━━━ Material provided ━━━

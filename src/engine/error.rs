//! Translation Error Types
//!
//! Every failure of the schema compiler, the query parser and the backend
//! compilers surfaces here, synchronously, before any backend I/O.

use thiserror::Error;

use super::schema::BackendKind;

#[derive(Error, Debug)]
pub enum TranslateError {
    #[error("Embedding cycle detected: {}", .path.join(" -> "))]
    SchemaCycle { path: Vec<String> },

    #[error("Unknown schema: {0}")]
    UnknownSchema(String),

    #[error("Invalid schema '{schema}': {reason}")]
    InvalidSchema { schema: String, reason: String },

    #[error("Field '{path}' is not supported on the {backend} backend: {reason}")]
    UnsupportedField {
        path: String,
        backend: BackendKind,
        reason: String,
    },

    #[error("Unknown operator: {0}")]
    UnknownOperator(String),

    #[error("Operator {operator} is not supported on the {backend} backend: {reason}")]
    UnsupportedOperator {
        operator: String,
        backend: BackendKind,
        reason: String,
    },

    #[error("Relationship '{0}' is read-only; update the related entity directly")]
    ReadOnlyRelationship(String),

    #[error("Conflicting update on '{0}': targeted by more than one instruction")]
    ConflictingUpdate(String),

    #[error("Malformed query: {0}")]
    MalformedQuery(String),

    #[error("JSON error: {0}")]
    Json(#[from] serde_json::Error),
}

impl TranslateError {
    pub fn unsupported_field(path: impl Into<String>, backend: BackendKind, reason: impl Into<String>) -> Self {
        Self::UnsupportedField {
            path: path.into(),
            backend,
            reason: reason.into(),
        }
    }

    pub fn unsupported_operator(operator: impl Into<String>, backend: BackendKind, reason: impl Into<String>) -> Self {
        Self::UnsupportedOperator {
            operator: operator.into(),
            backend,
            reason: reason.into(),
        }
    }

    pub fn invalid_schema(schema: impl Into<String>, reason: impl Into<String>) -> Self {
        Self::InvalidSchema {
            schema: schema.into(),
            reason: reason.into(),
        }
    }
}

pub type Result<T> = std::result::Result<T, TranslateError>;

━━━

What is required: Type the data again exactly. Leave nothing out.

Answer to the exercise:
filename src/engine/error.rs
//! Translation Error Types
//!
//! Every failure of the schema compiler, the query parser and the backend
//! compilers surfaces here, synchronously, before any backend I/O.

use thiserror::Error;

use super::schema::BackendKind;

#[derive(Error, Debug)]
pub enum TranslateError {
    #[error("Embedding cycle detected: {}", .path.join(" -> "))]
    SchemaCycle { path: Vec<String> },

    #[error("Unknown schema: {0}")]
    UnknownSchema(String),

    #[error("Invalid schema '{schema}': {reason}")]
    InvalidSchema { schema: String, reason: String },

    #[error("Field '{path}' is not supported on the {backend} backend: {reason}")]
    UnsupportedField {
        path: String,
        backend: BackendKind,
        reason: String,
    },

    #[error("Unknown operator: {0}")]
    UnknownOperator(String),

    #[error("Operator {operator} is not supported on the {backend} backend: {reason}")]
    UnsupportedOperator {
        operator: String,
        backend: BackendKind,
        reason: String,
    },

    #[error("Relationship '{0}' is read-only; update the related entity directly")]
    ReadOnlyRelationship(String),

    #[error("Conflicting update on '{0}': targeted by more than one instruction")]
    ConflictingUpdate(String),

    #[error("Malformed query: {0}")]
    MalformedQuery(String),

    #[error("JSON error: {0}")]
    Json(#[from] serde_json::Error),
}

impl TranslateError {
    pub fn unsupported_field(path: impl Into<String>, backend: BackendKind, reason: impl Into<String>) -> Self {
        Self::UnsupportedField {
            path: path.into(),
            backend,
            reason: reason.into(),
        }
    }

    pub fn unsupported_operator(operator: impl Into<String>, backend: BackendKind, reason: impl Into<String>) -> Self {
        Self::UnsupportedOperator {
            operator: operator.into(),
            backend,
            reason: reason.into(),
        }
    }

    pub fn invalid_schema(schema: impl Into<String>, reason: impl Into<String>) -> Self {
        Self::InvalidSchema {
            schema: schema.into(),
            reason: reason.into(),
        }
    }
}

pub type Result<T> = std::result::Result<T, TranslateError>;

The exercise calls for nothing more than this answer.